Records for the task:
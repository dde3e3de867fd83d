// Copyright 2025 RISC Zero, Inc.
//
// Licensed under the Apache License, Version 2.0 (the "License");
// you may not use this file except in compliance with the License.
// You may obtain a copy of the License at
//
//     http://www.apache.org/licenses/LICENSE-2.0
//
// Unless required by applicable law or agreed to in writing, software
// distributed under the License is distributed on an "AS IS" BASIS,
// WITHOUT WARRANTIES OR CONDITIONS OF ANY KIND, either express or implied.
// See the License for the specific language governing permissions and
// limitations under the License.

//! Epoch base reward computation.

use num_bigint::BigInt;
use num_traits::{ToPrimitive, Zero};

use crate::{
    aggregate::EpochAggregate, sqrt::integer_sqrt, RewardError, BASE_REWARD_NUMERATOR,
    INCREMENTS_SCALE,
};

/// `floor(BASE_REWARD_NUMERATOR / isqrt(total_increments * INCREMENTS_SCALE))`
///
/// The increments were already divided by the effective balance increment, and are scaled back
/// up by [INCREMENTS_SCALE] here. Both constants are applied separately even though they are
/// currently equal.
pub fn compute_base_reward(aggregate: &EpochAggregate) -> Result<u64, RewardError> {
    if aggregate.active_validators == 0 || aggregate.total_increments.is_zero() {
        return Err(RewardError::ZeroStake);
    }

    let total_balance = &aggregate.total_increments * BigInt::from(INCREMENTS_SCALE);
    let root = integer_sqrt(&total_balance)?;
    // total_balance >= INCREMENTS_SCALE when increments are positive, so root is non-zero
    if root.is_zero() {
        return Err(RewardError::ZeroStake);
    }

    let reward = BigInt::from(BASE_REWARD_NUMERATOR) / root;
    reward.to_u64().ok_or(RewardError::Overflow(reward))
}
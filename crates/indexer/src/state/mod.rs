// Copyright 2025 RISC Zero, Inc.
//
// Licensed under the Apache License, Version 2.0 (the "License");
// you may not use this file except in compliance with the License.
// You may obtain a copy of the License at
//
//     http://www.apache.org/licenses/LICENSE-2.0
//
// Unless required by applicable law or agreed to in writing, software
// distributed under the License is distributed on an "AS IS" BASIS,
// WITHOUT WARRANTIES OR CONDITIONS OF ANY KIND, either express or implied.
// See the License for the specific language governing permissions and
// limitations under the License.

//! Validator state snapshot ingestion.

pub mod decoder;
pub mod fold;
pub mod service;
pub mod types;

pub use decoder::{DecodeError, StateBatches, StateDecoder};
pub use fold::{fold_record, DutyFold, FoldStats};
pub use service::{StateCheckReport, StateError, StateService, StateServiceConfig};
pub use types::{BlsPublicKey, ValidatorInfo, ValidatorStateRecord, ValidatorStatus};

Your assignment:
Reproduce every line of the records containing the string "EpochAggregate".

Response area:
    aggregate::EpochAggregate, sqrt::integer_sqrt, RewardError, BASE_REWARD_NUMERATOR,
pub fn compute_base_reward(aggregate: &EpochAggregate) -> Result<u64, RewardError> {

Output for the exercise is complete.